SUPPLIED DATA Block Start
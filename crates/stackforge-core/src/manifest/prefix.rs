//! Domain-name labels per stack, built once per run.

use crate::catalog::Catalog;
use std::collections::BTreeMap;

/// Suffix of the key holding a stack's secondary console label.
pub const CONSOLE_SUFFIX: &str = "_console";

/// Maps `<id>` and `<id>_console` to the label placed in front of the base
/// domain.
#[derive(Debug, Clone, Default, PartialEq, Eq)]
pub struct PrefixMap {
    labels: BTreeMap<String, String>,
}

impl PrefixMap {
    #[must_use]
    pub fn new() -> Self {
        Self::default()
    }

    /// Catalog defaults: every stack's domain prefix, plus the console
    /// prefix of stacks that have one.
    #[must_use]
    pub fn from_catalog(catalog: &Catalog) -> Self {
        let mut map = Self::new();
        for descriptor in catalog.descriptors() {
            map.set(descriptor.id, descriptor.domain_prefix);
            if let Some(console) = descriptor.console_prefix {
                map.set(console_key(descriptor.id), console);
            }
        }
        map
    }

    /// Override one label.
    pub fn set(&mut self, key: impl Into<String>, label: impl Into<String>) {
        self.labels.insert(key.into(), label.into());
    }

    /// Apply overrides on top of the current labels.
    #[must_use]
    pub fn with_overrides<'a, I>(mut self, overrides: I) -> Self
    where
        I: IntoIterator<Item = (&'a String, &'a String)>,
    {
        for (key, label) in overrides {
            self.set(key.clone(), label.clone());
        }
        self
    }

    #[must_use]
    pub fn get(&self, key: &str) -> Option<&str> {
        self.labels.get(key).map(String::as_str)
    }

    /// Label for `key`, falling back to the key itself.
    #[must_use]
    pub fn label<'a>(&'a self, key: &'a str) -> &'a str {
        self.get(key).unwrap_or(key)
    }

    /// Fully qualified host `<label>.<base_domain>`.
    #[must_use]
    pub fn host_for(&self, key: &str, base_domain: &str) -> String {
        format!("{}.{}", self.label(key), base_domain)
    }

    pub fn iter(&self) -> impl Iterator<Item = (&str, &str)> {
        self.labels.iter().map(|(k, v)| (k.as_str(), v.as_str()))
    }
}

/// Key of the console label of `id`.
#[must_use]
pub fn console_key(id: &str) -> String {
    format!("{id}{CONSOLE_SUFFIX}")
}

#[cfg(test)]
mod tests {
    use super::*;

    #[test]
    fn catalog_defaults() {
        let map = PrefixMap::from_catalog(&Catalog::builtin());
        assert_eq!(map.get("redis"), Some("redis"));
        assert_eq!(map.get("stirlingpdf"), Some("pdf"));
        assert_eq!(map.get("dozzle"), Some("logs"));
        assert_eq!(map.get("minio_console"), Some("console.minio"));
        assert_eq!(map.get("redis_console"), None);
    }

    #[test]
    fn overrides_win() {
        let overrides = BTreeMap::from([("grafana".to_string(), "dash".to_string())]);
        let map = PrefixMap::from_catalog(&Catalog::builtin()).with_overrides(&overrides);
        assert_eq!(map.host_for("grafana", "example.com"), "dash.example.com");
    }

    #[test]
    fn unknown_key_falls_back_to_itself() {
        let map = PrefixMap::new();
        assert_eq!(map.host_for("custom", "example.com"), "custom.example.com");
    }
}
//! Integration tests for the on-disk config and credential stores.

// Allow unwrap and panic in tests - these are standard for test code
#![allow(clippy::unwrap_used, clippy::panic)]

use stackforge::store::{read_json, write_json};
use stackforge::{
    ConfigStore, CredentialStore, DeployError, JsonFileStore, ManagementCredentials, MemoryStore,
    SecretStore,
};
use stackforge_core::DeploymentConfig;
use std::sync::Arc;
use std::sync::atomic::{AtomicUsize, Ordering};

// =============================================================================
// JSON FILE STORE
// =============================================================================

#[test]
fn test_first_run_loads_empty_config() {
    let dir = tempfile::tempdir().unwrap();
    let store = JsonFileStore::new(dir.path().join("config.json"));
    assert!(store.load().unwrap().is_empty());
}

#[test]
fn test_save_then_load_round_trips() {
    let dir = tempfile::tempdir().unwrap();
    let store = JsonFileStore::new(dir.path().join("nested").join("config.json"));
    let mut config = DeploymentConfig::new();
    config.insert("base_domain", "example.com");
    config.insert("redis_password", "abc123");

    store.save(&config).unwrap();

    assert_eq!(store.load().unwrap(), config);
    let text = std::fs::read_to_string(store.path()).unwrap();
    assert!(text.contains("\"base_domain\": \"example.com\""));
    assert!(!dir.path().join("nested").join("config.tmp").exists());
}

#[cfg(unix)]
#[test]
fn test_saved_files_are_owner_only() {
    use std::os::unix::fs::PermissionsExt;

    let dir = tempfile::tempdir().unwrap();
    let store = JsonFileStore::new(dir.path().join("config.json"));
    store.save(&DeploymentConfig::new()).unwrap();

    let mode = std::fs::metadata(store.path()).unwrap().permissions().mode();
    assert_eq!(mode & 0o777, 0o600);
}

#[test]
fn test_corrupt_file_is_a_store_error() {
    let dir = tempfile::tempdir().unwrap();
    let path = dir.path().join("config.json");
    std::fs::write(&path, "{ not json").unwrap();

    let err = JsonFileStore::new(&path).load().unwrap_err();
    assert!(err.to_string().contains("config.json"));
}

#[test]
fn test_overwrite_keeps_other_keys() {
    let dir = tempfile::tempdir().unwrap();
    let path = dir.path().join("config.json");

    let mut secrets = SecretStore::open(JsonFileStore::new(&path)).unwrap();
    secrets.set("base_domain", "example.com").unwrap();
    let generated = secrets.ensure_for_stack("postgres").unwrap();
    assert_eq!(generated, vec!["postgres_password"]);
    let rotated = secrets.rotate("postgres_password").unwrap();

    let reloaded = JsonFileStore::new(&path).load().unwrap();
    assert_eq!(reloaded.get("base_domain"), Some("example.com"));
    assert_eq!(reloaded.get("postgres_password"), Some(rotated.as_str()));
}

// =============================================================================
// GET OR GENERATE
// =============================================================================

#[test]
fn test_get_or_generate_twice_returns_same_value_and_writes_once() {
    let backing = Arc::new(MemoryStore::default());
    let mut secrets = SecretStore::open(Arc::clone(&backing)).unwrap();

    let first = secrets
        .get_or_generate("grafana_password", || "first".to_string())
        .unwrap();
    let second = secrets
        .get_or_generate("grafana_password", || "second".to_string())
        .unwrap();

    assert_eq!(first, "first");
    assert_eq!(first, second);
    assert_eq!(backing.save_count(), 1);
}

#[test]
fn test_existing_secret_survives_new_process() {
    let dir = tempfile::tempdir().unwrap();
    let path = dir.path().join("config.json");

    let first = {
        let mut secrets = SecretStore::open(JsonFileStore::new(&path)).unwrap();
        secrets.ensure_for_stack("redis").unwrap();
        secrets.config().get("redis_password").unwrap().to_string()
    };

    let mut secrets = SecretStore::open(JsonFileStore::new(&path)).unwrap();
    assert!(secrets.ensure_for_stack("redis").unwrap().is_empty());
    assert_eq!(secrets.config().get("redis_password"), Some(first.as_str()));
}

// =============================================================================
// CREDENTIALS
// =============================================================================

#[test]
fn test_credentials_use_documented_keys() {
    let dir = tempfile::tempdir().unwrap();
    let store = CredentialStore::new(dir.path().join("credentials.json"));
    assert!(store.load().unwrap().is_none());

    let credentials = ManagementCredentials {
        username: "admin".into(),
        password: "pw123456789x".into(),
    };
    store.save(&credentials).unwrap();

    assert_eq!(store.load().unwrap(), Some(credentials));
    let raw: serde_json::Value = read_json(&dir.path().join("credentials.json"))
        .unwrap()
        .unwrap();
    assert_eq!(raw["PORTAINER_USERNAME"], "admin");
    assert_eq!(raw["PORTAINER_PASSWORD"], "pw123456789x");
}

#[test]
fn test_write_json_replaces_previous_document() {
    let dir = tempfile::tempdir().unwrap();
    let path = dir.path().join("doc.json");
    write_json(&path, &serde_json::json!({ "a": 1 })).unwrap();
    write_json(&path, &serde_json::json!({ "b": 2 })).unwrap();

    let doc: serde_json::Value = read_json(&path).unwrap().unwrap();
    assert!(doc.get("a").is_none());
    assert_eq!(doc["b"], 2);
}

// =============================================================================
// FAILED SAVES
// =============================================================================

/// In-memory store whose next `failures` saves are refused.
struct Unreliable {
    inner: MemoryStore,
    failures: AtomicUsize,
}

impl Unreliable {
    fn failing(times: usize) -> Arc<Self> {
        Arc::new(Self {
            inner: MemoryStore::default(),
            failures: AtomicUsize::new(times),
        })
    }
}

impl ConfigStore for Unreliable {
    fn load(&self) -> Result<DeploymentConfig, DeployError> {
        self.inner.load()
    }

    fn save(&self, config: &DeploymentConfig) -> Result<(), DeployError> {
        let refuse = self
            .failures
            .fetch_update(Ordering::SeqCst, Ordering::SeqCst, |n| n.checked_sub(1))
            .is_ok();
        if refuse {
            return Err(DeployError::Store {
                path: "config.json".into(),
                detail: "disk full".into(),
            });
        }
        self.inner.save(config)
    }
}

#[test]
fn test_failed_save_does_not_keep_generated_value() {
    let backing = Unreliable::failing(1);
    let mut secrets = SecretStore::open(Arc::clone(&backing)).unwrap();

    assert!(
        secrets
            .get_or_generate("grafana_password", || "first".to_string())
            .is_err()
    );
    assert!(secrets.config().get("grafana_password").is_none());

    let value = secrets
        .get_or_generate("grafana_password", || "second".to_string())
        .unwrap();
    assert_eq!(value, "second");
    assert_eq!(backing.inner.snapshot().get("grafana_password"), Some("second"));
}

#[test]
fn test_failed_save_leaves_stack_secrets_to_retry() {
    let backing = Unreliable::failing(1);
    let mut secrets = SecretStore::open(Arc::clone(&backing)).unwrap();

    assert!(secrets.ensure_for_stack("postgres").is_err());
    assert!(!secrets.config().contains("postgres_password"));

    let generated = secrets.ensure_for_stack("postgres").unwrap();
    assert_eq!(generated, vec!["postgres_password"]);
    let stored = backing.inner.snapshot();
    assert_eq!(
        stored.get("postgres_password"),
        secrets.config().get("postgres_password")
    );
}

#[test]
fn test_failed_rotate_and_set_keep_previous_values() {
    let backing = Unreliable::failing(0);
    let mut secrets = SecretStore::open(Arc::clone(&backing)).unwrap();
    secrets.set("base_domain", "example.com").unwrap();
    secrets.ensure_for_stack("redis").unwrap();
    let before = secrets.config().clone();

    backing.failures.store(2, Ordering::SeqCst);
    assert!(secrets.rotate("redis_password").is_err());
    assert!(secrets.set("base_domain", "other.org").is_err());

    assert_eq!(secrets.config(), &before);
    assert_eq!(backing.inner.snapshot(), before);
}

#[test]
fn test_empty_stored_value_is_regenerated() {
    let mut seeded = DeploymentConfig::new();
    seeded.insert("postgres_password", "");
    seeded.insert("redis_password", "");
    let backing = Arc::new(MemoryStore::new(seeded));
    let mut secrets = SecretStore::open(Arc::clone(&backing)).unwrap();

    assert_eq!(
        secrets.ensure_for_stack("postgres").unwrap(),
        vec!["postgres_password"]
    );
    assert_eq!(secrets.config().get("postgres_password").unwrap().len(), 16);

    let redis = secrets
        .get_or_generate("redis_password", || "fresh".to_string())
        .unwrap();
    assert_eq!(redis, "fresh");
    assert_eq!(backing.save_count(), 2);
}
SUPPLIED DATA Block End
* **WORK REQUEST**: Copy every line above that holds the word "example".

* **EXPECTED ANSWER**:
        assert_eq!(map.host_for("grafana", "example.com"), "dash.example.com");
        assert_eq!(map.host_for("custom", "example.com"), "custom.example.com");
    config.insert("base_domain", "example.com");
    assert!(text.contains("\"base_domain\": \"example.com\""));
    secrets.set("base_domain", "example.com").unwrap();
    assert_eq!(reloaded.get("base_domain"), Some("example.com"));
    secrets.set("base_domain", "example.com").unwrap();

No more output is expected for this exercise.